▶ [WHAT YOU ARE ASKED TO DO]: For the entries below, state how many lines include the string "task", and write nothing besides that number.

------ SOURCE DATA

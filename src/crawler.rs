use async_trait::async_trait;
use once_cell::sync::Lazy;
use rand::seq::SliceRandom;
use reqwest::header::{
    ACCEPT, ACCEPT_ENCODING, ACCEPT_LANGUAGE, CONNECTION, REFERER, USER_AGENT,
};
use std::sync::Arc;
use std::time::Duration;
use tracing::{debug, info, Span};

use crate::browser::{BrowserEngine, SessionGuard};
use crate::delay::DelayProvider;
use crate::error::{ScrapeError, ScrapeResult};

static USER_AGENTS: Lazy<Vec<&'static str>> = Lazy::new(|| {
    vec![
        "Mozilla/5.0 (Windows NT 10.0; Win64; x64) AppleWebKit/537.36 (KHTML, like Gecko) Chrome/123.0.0.0 Safari/537.36",
        "Mozilla/5.0 (Macintosh; Intel Mac OS X 10_15_7) AppleWebKit/537.36 (KHTML, like Gecko) Chrome/123.0.0.0 Safari/537.36",
        "Mozilla/5.0 (Windows NT 10.0; Win64; x64; rv:124.0) Gecko/20100101 Firefox/124.0",
        "Mozilla/5.0 (Macintosh; Intel Mac OS X 10.15; rv:124.0) Gecko/20100101 Firefox/124.0",
        "Mozilla/5.0 (Macintosh; Intel Mac OS X 10_15_7) AppleWebKit/605.1.15 (KHTML, like Gecko) Version/17.4 Safari/605.1.15",
    ]
});

const DEFAULT_USER_AGENT: &str = "Mozilla/5.0 (Windows NT 10.0; Win64; x64) AppleWebKit/537.36 (KHTML, like Gecko) Chrome/123.0.0.0 Safari/537.36";

pub fn random_user_agent() -> &'static str {
    USER_AGENTS
        .choose(&mut rand::thread_rng())
        .copied()
        .unwrap_or(DEFAULT_USER_AGENT)
}

/// Produces the HTML of a page, one way or another.
#[async_trait]
pub trait HtmlFetcher: Send + Sync {
    async fn fetch(&self, url: &str) -> ScrapeResult<String>;
}

// ============================================================================
// Static tier: plain GET dressed up as a desktop browser
// ============================================================================

pub struct StaticFetcher {
    client: reqwest::Client,
}

impl StaticFetcher {
    pub fn new(timeout: Duration) -> ScrapeResult<Self> {
        let client = reqwest::Client::builder()
            .redirect(reqwest::redirect::Policy::limited(10))
            .timeout(timeout)
            .build()?;
        Ok(Self { client })
    }
}

#[async_trait]
impl HtmlFetcher for StaticFetcher {
    async fn fetch(&self, url: &str) -> ScrapeResult<String> {
        let user_agent = random_user_agent();
        debug!(user_agent, "static fetch");

        let resp = self
            .client
            .get(url)
            .header(USER_AGENT, user_agent)
            .header(
                ACCEPT,
                "text/html,application/xhtml+xml,application/xml;q=0.9,*/*;q=0.8",
            )
            .header(ACCEPT_LANGUAGE, "en-US,en;q=0.9")
            .header(ACCEPT_ENCODING, "gzip, deflate, br")
            .header(CONNECTION, "keep-alive")
            .header(REFERER, "https://www.google.com/")
            .send()
            .await?;

        let status = resp.status();
        if !status.is_success() {
            return Err(ScrapeError::Network(format!(
                "{} responded with HTTP {}",
                resp.url(),
                status
            )));
        }

        let html = resp.text().await?;
        info!("Fetched static HTML: {} bytes", html.len());
        Ok(html)
    }
}

// ============================================================================
// Dynamic tier: one throwaway headless browser per call
// ============================================================================

pub struct DynamicFetcher {
    engine: Arc<dyn BrowserEngine>,
    delay: Arc<dyn DelayProvider>,
    idle_timeout: Duration,
}

impl DynamicFetcher {
    pub fn new(
        engine: Arc<dyn BrowserEngine>,
        delay: Arc<dyn DelayProvider>,
        idle_timeout: Duration,
    ) -> Self {
        Self {
            engine,
            delay,
            idle_timeout,
        }
    }
}

/// headless_chrome blocks, so browser work runs on the blocking pool.
async fn run_blocking<T, F>(task: F) -> ScrapeResult<T>
where
    T: Send + 'static,
    F: FnOnce() -> ScrapeResult<T> + Send + 'static,
{
    tokio::task::spawn_blocking(task)
        .await
        .map_err(|e| ScrapeError::Render(format!("browser task aborted: {e}")))?
}

#[async_trait]
impl HtmlFetcher for DynamicFetcher {
    async fn fetch(&self, url: &str) -> ScrapeResult<String> {
        let engine = Arc::clone(&self.engine);
        let target = url.to_string();
        let idle_timeout = self.idle_timeout;
        let dwell = self.delay.next_delay();
        let span = Span::current();

        // The session lives and dies on one blocking thread. If the caller
        // goes away mid-render the task still runs on and the guard closes
        // the browser there, never on an async worker.
        let html = run_blocking(move || {
            let _entered = span.enter();
            let mut session = SessionGuard::new(engine.launch()?);
            info!("Navigating to: {}", target);
            session.navigate(&target)?;
            session.wait_for_network_idle(idle_timeout)?;

            debug!(dwell_ms = dwell.as_millis() as u64, "waiting before capture");
            std::thread::sleep(dwell);

            let html = session.content()?;
            Ok(html)
        })
        .await?;

        info!("Extracted HTML size via Browser: {} bytes", html.len());
        Ok(html)
    }
}
use serde::Serialize;

/// A price and the currency symbol it was written with. Both halves always
/// come from the same regex match.
#[derive(Debug, Serialize, Clone, Copy, PartialEq)]
pub struct Price {
    #[serde(rename = "price")]
    pub amount: f64,
    pub currency: char,
}

/// Structured product data returned for one scrape request.
#[derive(Debug, Serialize, Clone, Default, PartialEq)]
pub struct ProductRecord {
    #[serde(skip_serializing_if = "Option::is_none")]
    pub name: Option<String>,
    #[serde(flatten)]
    pub price: Option<Price>,
    #[serde(skip_serializing_if = "Option::is_none")]
    pub description: Option<String>,
    #[serde(skip_serializing_if = "Option::is_none")]
    pub image_url: Option<String>,
    #[serde(skip_serializing_if = "Option::is_none")]
    pub error: Option<String>,
}

impl ProductRecord {
    pub fn failed(message: impl Into<String>) -> Self {
        Self {
            error: Some(message.into()),
            ..Default::default()
        }
    }

    /// Name and price are the two fields a price tracker cannot do without.
    pub fn is_complete(&self) -> bool {
        self.name.is_some() && self.price.is_some()
    }
}
// SPDX-FileCopyrightText: 2026 Jonathan D.A. Jewell (hyperpolymath) <jonathan.jewell@open.ac.uk>
// SPDX-License-Identifier: PMPL-1.0-or-later

//! Configuration for the node directory.
//!
//! Values come from serde defaults, overridden by environment variables in
//! [`Config::from_env`].

use serde::{Deserialize, Serialize};

/// Configuration for the directory service.
#[derive(Debug, Clone, Serialize, Deserialize)]
pub struct Config {
    /// Server bind address (default: 0.0.0.0:8080)
    #[serde(default = "default_bind_addr")]
    pub bind_addr: String,

    /// Registration validation limits
    #[serde(default)]
    pub validation: ValidationConfig,

    /// Mount the `/debug` routes. Has no effect unless the crate was built
    /// with the `debug-keys` feature.
    #[serde(default)]
    pub expose_debug_keys: bool,
}

/// Limits applied to registration requests before they reach the store.
#[derive(Debug, Clone, Serialize, Deserialize)]
pub struct ValidationConfig {
    /// Longest accepted base64 public key (default: 4096 chars)
    #[serde(default = "default_max_public_key_len")]
    pub max_public_key_len: usize,
}

fn default_bind_addr() -> String {
    "0.0.0.0:8080".to_string()
}

fn default_max_public_key_len() -> usize {
    // RSA-4096 SPKI is ~736 base64 chars; leave room without accepting junk
    4096
}

impl Default for Config {
    fn default() -> Self {
        Self {
            bind_addr: default_bind_addr(),
            validation: ValidationConfig::default(),
            expose_debug_keys: false,
        }
    }
}

impl Default for ValidationConfig {
    fn default() -> Self {
        Self {
            max_public_key_len: default_max_public_key_len(),
        }
    }
}

impl Config {
    /// Load configuration from environment variables.
    ///
    /// - `BIND_ADDR`: server bind address
    /// - `MAX_PUBLIC_KEY_LEN`: longest accepted base64 public key
    /// - `EXPOSE_DEBUG_KEYS`: `true`/`1` mounts the debug routes
    pub fn from_env() -> Self {
        let defaults = Self::default();
        Self {
            bind_addr: std::env::var("BIND_ADDR").unwrap_or(defaults.bind_addr),
            validation: ValidationConfig {
                max_public_key_len: std::env::var("MAX_PUBLIC_KEY_LEN")
                    .ok()
                    .and_then(|v| v.parse().ok())
                    .unwrap_or(defaults.validation.max_public_key_len),
            },
            expose_debug_keys: std::env::var("EXPOSE_DEBUG_KEYS")
                .map(|v| parse_flag(&v))
                .unwrap_or(false),
        }
    }
}

fn parse_flag(value: &str) -> bool {
    matches!(
        value.trim().to_ascii_lowercase().as_str(),
        "1" | "true" | "yes" | "on"
    )
}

------------

▶ [SOLVED PROBLEM]: 4